* Prompt
When you spot the word "their" in a line of the data below, copy that line.

───── Dataset records ─────

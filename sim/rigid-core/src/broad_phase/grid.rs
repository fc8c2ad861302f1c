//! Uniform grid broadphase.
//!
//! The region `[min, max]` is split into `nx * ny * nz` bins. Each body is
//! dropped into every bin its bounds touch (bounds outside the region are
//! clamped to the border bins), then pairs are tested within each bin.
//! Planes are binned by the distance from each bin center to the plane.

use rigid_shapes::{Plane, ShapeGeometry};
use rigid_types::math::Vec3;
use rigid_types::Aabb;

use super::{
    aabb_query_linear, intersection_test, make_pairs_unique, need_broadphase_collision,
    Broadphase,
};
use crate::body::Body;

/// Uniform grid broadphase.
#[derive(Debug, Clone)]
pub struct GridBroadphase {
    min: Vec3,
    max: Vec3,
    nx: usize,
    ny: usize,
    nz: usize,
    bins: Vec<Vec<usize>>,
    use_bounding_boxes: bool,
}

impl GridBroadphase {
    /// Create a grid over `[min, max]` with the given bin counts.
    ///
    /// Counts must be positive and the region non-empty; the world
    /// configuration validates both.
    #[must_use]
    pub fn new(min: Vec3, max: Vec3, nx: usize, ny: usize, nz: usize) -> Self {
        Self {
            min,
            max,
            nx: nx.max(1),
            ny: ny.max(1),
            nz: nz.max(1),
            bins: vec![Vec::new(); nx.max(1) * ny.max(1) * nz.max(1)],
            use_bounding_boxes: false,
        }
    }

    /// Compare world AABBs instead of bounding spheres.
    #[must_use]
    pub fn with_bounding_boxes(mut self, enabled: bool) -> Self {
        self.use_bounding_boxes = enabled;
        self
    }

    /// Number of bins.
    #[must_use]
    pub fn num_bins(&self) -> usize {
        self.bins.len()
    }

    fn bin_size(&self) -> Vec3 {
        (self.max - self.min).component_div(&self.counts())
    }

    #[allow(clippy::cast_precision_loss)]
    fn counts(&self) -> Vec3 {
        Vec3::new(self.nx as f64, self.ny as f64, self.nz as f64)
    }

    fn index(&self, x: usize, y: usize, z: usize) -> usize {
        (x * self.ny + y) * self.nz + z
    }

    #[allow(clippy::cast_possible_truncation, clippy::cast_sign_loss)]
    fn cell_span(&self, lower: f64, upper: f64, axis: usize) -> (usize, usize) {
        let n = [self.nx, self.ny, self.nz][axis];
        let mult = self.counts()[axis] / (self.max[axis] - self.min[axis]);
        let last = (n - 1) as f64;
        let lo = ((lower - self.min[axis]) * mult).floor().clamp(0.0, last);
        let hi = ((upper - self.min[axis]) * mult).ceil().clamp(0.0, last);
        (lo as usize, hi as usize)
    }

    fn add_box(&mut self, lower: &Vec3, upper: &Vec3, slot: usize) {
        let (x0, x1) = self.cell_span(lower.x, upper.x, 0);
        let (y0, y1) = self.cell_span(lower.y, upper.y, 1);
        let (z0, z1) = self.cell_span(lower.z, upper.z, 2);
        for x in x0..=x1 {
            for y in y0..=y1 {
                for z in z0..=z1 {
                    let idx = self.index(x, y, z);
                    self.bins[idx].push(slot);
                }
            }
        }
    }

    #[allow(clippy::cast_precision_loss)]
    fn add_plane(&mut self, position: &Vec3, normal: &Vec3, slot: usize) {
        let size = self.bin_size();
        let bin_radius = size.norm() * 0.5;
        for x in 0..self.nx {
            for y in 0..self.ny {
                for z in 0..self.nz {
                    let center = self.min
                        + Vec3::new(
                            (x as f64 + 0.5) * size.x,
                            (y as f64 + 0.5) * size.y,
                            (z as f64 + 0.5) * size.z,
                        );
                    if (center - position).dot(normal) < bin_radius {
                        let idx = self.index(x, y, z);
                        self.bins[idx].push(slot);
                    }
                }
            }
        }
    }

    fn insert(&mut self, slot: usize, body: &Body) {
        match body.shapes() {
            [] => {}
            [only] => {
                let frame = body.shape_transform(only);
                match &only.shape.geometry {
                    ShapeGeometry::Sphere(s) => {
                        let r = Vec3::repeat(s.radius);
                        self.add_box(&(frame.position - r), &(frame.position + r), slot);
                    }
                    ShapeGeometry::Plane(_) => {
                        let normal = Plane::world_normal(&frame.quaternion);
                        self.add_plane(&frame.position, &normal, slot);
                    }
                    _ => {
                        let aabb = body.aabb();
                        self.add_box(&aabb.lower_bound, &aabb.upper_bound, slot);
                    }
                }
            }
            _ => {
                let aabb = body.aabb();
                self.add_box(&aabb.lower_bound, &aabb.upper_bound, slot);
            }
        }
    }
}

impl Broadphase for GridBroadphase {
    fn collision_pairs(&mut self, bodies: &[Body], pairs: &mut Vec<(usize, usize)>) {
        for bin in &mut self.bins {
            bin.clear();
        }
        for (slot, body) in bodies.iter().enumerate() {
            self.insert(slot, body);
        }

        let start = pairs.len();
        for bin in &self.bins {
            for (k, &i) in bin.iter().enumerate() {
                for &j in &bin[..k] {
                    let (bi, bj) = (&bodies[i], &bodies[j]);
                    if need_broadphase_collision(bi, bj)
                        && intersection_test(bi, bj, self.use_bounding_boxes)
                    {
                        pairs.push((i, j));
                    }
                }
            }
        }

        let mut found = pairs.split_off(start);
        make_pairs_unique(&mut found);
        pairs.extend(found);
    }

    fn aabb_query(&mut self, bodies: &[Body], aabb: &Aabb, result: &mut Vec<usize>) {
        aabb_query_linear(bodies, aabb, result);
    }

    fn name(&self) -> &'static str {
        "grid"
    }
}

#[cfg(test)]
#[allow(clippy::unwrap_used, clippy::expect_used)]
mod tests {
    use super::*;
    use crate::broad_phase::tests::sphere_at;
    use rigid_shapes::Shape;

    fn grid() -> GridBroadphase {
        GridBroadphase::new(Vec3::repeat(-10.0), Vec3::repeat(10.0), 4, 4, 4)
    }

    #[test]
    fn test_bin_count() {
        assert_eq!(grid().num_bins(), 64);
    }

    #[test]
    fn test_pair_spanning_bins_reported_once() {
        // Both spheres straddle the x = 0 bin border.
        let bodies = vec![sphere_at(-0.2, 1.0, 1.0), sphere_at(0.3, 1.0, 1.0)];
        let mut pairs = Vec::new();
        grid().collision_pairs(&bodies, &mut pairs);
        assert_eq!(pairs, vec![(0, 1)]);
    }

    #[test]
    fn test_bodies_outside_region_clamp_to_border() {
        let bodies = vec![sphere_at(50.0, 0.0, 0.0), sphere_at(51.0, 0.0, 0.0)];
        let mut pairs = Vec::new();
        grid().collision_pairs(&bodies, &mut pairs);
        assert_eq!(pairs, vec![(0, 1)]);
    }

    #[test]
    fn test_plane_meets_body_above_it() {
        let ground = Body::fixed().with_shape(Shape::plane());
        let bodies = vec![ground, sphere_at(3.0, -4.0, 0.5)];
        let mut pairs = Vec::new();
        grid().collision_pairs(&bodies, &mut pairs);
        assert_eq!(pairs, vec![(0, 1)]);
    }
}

─────
───── Dataset records ─────

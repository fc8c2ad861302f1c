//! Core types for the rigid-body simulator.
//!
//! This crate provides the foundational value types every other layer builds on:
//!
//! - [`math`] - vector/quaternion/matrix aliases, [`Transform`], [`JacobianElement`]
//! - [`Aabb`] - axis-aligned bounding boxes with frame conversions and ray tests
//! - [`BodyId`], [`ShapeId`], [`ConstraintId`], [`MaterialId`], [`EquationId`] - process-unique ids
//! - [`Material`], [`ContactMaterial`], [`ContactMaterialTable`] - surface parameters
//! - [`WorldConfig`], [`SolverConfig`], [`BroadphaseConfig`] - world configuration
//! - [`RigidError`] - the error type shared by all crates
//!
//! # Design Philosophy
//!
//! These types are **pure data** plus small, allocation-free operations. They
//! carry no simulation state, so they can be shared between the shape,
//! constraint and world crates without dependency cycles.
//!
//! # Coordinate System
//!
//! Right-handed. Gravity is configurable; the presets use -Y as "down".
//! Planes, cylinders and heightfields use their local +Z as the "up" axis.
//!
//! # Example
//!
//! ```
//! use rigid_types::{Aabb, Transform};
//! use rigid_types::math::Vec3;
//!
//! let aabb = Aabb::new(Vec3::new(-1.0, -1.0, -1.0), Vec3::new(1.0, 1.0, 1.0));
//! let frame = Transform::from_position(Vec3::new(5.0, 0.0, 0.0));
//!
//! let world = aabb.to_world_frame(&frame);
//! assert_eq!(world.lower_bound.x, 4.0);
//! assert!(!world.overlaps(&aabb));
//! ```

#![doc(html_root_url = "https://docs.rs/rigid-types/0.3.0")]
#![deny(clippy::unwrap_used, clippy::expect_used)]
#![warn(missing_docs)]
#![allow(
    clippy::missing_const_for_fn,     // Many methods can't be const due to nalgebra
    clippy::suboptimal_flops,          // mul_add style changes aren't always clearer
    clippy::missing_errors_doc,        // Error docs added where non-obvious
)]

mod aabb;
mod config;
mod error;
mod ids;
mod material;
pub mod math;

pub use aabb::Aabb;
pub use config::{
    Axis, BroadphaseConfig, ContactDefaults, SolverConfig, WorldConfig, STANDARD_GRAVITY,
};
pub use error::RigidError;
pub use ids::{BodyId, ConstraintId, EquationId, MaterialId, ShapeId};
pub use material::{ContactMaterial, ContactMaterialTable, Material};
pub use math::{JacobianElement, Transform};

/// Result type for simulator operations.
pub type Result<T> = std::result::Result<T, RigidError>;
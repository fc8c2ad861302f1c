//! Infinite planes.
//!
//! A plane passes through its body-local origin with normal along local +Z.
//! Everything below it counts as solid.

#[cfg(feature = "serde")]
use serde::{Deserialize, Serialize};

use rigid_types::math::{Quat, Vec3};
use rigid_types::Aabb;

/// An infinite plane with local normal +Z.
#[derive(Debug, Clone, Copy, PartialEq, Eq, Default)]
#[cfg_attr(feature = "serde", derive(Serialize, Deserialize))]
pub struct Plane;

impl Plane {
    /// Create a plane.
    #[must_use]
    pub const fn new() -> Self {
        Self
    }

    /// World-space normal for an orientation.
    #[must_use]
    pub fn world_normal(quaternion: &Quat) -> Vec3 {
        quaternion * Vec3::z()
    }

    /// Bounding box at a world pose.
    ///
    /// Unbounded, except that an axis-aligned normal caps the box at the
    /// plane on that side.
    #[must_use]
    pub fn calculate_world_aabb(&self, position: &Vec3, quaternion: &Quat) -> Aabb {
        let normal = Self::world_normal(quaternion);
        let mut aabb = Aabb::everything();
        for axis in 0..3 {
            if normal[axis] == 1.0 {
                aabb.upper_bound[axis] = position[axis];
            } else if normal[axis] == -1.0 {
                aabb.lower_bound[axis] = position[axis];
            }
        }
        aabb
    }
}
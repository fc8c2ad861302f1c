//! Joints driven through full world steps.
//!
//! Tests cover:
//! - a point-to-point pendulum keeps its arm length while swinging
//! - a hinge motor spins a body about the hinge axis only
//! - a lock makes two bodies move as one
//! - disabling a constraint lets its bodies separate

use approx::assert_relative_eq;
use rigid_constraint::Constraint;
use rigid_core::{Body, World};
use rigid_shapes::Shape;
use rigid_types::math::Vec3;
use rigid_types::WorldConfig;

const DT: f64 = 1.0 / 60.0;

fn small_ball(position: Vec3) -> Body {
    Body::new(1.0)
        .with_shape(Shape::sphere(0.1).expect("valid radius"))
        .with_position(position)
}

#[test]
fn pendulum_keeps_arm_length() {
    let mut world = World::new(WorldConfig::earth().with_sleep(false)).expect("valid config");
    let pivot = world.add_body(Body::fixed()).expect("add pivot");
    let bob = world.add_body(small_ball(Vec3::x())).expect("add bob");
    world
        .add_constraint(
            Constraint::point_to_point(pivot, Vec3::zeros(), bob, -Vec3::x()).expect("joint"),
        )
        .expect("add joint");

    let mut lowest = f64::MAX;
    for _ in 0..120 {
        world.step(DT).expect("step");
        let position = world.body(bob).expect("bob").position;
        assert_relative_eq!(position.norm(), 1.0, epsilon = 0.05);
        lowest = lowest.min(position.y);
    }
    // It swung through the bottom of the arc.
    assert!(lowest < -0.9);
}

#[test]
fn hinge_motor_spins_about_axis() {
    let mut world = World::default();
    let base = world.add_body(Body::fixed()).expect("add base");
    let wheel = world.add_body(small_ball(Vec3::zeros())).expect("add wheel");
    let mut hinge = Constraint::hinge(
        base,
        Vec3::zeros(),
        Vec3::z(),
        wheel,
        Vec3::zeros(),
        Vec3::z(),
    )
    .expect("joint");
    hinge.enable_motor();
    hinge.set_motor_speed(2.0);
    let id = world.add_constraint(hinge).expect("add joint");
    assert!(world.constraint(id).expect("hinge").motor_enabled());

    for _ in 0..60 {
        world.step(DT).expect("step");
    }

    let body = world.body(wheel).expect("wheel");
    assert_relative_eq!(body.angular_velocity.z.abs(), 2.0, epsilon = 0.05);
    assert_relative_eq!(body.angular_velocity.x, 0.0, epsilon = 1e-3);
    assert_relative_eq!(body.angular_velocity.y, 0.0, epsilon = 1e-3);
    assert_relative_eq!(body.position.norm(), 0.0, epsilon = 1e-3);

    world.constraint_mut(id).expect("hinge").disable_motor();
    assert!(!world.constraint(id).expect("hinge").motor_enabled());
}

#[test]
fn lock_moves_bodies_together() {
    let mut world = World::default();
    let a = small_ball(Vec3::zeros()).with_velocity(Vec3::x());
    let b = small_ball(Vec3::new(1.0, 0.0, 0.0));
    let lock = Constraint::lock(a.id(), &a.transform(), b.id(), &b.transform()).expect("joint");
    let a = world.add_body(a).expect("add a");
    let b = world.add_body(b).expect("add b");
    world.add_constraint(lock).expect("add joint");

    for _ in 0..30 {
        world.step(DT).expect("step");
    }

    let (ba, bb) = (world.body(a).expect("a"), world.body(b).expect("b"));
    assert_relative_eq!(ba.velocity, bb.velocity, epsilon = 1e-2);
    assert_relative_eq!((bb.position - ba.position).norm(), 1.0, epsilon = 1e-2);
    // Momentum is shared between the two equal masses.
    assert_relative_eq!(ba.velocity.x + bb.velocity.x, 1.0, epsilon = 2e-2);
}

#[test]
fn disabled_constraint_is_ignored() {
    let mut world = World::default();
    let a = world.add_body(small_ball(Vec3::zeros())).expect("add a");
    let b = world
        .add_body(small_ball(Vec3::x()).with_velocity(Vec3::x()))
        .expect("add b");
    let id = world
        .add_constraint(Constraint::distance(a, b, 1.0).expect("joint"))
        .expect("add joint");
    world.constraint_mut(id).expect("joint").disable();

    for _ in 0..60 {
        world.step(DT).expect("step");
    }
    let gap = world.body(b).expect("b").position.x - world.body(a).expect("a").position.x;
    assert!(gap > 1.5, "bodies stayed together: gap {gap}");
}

─────
───── Dataset records ─────

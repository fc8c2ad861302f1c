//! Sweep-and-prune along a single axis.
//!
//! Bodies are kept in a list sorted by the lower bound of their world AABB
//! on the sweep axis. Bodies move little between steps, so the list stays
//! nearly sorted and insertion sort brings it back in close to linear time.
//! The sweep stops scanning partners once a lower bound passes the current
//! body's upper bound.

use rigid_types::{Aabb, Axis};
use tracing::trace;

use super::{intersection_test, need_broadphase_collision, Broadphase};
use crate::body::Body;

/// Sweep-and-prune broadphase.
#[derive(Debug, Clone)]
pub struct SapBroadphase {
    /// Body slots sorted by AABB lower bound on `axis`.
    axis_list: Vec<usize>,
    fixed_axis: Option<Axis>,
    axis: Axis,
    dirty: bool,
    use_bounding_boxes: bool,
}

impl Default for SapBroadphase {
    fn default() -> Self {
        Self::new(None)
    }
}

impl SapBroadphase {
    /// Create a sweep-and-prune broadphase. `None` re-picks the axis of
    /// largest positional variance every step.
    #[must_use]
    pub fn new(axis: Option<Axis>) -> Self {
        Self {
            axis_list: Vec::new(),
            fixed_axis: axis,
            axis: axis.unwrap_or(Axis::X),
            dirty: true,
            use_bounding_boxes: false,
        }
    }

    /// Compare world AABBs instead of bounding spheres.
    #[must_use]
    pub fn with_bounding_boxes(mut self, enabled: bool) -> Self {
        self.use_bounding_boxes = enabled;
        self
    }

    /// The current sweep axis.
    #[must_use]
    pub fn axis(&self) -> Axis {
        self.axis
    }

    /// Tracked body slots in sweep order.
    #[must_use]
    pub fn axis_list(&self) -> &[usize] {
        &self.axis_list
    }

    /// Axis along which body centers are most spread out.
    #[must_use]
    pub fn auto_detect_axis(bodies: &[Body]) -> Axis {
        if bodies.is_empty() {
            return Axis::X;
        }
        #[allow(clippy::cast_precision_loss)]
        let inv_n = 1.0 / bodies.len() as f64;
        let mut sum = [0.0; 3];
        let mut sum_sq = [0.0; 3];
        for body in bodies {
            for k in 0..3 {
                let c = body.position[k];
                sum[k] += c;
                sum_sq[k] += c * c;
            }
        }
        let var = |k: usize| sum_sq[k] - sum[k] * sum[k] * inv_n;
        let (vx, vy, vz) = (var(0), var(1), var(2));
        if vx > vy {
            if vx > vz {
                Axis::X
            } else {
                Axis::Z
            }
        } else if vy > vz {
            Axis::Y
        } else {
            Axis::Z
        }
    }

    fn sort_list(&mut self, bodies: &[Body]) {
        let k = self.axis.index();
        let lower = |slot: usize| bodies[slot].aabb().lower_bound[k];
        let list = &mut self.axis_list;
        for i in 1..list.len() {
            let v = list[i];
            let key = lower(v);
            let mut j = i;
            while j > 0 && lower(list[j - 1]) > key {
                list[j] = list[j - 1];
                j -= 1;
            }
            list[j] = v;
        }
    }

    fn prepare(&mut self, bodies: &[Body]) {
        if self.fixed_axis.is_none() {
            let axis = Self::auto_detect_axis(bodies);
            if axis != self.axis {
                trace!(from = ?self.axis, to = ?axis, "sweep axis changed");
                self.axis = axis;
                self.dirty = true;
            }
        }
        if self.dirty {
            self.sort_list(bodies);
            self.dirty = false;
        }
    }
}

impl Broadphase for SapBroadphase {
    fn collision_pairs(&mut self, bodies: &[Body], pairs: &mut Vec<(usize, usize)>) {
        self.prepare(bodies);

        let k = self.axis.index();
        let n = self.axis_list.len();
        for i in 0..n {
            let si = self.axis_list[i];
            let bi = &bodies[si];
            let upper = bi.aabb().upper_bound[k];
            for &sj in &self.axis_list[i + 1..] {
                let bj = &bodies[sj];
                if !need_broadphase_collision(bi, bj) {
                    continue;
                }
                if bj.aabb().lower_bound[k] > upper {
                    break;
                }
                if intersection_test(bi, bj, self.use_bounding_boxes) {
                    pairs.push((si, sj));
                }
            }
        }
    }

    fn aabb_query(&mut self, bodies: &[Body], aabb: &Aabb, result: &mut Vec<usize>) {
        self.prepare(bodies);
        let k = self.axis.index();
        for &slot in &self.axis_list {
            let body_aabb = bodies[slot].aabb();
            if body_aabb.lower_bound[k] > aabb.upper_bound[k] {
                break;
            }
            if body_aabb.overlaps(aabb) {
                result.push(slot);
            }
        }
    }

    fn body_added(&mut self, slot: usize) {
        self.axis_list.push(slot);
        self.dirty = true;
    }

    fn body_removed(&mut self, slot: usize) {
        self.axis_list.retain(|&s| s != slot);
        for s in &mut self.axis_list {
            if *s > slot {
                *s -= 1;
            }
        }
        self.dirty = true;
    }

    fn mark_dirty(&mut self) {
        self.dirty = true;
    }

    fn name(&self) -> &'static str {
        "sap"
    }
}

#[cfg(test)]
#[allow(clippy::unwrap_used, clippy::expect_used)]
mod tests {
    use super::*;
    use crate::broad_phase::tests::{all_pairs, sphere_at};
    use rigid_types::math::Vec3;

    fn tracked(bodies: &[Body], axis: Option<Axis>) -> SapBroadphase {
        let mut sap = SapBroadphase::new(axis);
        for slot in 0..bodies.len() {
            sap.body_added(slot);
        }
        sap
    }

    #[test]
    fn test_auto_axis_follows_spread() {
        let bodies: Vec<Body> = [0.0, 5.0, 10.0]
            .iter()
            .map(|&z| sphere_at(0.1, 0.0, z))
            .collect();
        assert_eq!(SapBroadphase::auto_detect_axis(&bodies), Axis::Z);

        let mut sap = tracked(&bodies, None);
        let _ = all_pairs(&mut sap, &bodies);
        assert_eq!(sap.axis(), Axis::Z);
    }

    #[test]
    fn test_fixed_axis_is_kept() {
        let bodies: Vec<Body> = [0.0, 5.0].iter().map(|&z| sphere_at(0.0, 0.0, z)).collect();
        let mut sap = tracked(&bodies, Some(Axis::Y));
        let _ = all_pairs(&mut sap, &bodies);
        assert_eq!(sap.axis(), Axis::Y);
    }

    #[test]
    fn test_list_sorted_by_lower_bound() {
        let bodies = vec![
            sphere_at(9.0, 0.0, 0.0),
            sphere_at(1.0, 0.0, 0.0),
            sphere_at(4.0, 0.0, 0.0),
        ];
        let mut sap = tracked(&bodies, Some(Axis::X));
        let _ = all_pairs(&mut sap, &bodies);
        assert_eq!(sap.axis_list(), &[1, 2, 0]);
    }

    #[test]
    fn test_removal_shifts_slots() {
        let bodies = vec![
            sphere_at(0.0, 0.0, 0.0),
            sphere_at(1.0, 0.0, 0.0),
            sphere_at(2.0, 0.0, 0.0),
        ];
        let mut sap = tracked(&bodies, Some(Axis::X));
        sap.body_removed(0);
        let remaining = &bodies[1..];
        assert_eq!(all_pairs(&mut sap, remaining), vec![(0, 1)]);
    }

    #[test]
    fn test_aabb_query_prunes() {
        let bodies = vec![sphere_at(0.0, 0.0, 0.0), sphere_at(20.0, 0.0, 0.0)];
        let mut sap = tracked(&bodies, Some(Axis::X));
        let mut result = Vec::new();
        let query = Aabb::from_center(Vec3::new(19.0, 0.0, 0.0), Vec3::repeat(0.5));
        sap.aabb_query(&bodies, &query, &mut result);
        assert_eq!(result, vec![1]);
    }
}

─────

* Output for this task
//! Planes, cylinders and heightfields use their local +Z as the "up" axis.
//! Bodies are kept in a list sorted by the lower bound of their world AABB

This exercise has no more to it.